Hypertension Medication Valsartan May Help Prevent Vaso-Occlusive Episodes in Sickle Cell Disease

A medication used to treat high blood pressure, called Valsartan, may help decrease the stickiness of red blood cells and reduce the risk of vaso-occlusive crisis in people with sickle cell disease (SCD), a research study suggests.

The study, “Valsartan impedes epinephrine-induced ICAM-4 activation on normal, sickle cell trait and sickle cell disease red blood cells,” was published in the journal PLOS One.
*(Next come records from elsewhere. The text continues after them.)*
//! TreeWalker - builds the filtered, ordered tree in memory

use std::fs;
use std::io;
use std::path::{Path, PathBuf};

use log::{debug, warn};

use crate::config::GenerateConfig;
use crate::error::GenerateError;

use super::{EntryKind, NodeNote, PathFilter, PriorityOrderer, Sibling, TreeNode};

/// Signal returned by a [`WalkObserver`] at each checkpoint.
#[derive(Debug, Clone, Copy, PartialEq, Eq)]
pub enum WalkControl {
    Continue,
    Stop,
}

/// Cooperative progress/cancellation hook, polled once per visited entry.
///
/// Returning [`WalkControl::Stop`] terminates the walk early; the partial
/// tree gathered so far is still formatted, marked incomplete. This is the
/// only cancellation primitive the engine provides; hosts build timeouts on
/// top of it.
pub trait WalkObserver {
    fn visited(&mut self, path: &Path, count: usize) -> WalkControl;
}

/// Observer that never stops the walk.
pub struct NoopObserver;

impl WalkObserver for NoopObserver {
    fn visited(&mut self, _path: &Path, _count: usize) -> WalkControl {
        WalkControl::Continue
    }
}

/// Result of one walk: the tree plus everything the formatter and caller
/// need to report partial failures.
#[derive(Debug)]
pub struct WalkOutcome {
    pub root: TreeNode,
    /// One entry per recoverable condition encountered during the walk.
    pub warnings: Vec<String>,
    /// False when the observer stopped the walk before it finished.
    pub complete: bool,
}

/// Recursive depth-first walker.
///
/// Applies [`PathFilter`] and [`PriorityOrderer`] at each level and carries
/// a canonical ancestor set down the descent path so symlink cycles
/// terminate as marked leaves instead of recursing forever. Only root-path
/// validation is fatal; everything else degrades to a placeholder node and
/// a warning.
pub struct TreeWalker<'a> {
    filter: PathFilter<'a>,
    orderer: PriorityOrderer,
    visited: usize,
    warnings: Vec<String>,
    stopped: bool,
}

impl<'a> TreeWalker<'a> {
    pub fn new(config: &'a GenerateConfig) -> Self {
        Self {
            filter: PathFilter::new(config),
            orderer: PriorityOrderer::new(&config.priority_folders, &config.priority_files),
            visited: 0,
            warnings: Vec::new(),
            stopped: false,
        }
    }

    /// Walk `root` and build the tree model.
    pub fn walk(
        mut self,
        root: &Path,
        observer: &mut dyn WalkObserver,
    ) -> Result<WalkOutcome, GenerateError> {
        let metadata = match fs::metadata(root) {
            Ok(m) => m,
            Err(e) if e.kind() == io::ErrorKind::NotFound => {
                return Err(GenerateError::RootNotFound(root.to_path_buf()));
            }
            Err(e) => return Err(e.into()),
        };
        if !metadata.is_dir() {
            return Err(GenerateError::RootNotADirectory(root.to_path_buf()));
        }

        let name = root
            .file_name()
            .map(|s| s.to_string_lossy().to_string())
            .unwrap_or_else(|| ".".to_string());

        let mut ancestors = Vec::new();
        let root_node = self.walk_dir(root, name, &mut ancestors, observer);

        Ok(WalkOutcome {
            root: root_node,
            warnings: self.warnings,
            complete: !self.stopped,
        })
    }

    fn walk_dir(
        &mut self,
        path: &Path,
        name: String,
        ancestors: &mut Vec<PathBuf>,
        observer: &mut dyn WalkObserver,
    ) -> TreeNode {
        // Resolve symlinks before descent so a link back up the current
        // path is caught as a cycle, not followed.
        let canonical = fs::canonicalize(path).ok();
        if let Some(c) = canonical.as_ref() {
            if ancestors.contains(c) {
                warn!("circular reference at {}", path.display());
                self.warnings
                    .push(format!("circular reference: {}", path.display()));
                return TreeNode::Dir {
                    name,
                    path: path.to_path_buf(),
                    children: Vec::new(),
                    note: Some(NodeNote::CircularReference),
                };
            }
        }

        let entries = match fs::read_dir(path) {
            Ok(iter) => iter,
            Err(e) => {
                warn!("cannot read directory {}: {}", path.display(), e);
                self.warnings
                    .push(format!("cannot read directory {}: {}", path.display(), e));
                return TreeNode::Dir {
                    name,
                    path: path.to_path_buf(),
                    children: Vec::new(),
                    note: Some(NodeNote::PermissionDenied),
                };
            }
        };
        debug!("descending into {}", path.display());

        let mut siblings = Vec::new();
        for entry in entries.flatten() {
            let entry_path = entry.path();
            let file_type = match entry.file_type() {
                Ok(t) => t,
                Err(e) => {
                    self.warnings
                        .push(format!("cannot stat {}: {}", entry_path.display(), e));
                    continue;
                }
            };
            // A symlink counts as whatever its target is; broken links fall
            // through as files and render an inline read error.
            let is_dir = if file_type.is_symlink() {
                entry_path.metadata().map(|m| m.is_dir()).unwrap_or(false)
            } else {
                file_type.is_dir()
            };

            let entry_name = entry.file_name().to_string_lossy().to_string();
            let kind = if is_dir {
                EntryKind::Directory
            } else {
                EntryKind::File
            };
            if !self.filter.should_include(&entry_name, kind) {
                continue;
            }
            siblings.push(Sibling {
                name: entry_name,
                path: entry_path,
                is_dir,
            });
        }

        let pushed = if let Some(c) = canonical {
            ancestors.push(c);
            true
        } else {
            false
        };

        let mut children = Vec::new();
        for sibling in self.orderer.order(siblings) {
            if self.stopped {
                break;
            }
            self.visited += 1;
            if observer.visited(&sibling.path, self.visited) == WalkControl::Stop {
                self.stopped = true;
                break;
            }
            if sibling.is_dir {
                children.push(self.walk_dir(&sibling.path, sibling.name, ancestors, observer));
            } else {
                children.push(TreeNode::File {
                    name: sibling.name,
                    path: sibling.path,
                });
            }
        }

        if pushed {
            ancestors.pop();
        }

        TreeNode::Dir {
            name,
            path: path.to_path_buf(),
            children,
            note: None,
        }
    }
}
SCD is characterized by the production of abnormal hemoglobin proteins, resulting in red blood cells (RBCs) that are stickier and more prone to aggregate together and to blood vessel walls. When such RBC clumps are formed, they can cause painful blockage of blood vessels, a condition that is called vaso-occlusive crisis (VOC).

This blockage process is in part due to abnormally high activation of cell surface proteins, including the intercellular adhesion molecule-4 (or ICAM-4) that mediates RBC clumps binding to blood vessel walls.

This research led scientists from the University of Connecticut to explore whether using an inhibitor to block the signals of epinephrine could be beneficial in preventing vaso-occlusive episodes.

The study enrolled five healthy volunteers, three patients with sickle cell trait (SCT, who have both normal and mutated hemoglobin variants), and six patients with diagnosed SCD, who provided blood samples for analysis.

The team used a technique called atomic force microscopy to collect information on the stickiness status of blood cells. This approach can specifically determine the binding force between ICAM-4 at the surface of RBCs to the blood vessel walls.

The researchers found that the binding frequency of ICAM-4 to vessel walls increased in the presence of epinephrine in all three groups. “We observed that epinephrine significantly increased the surface percentage of active ICAM-4 receptors,” they wrote.

Supported by these findings, the researchers said that “administration of Valsartan could mitigate the vaso-occlusive consequences of SCD and may open new avenues for the development of novel therapeutic targets.”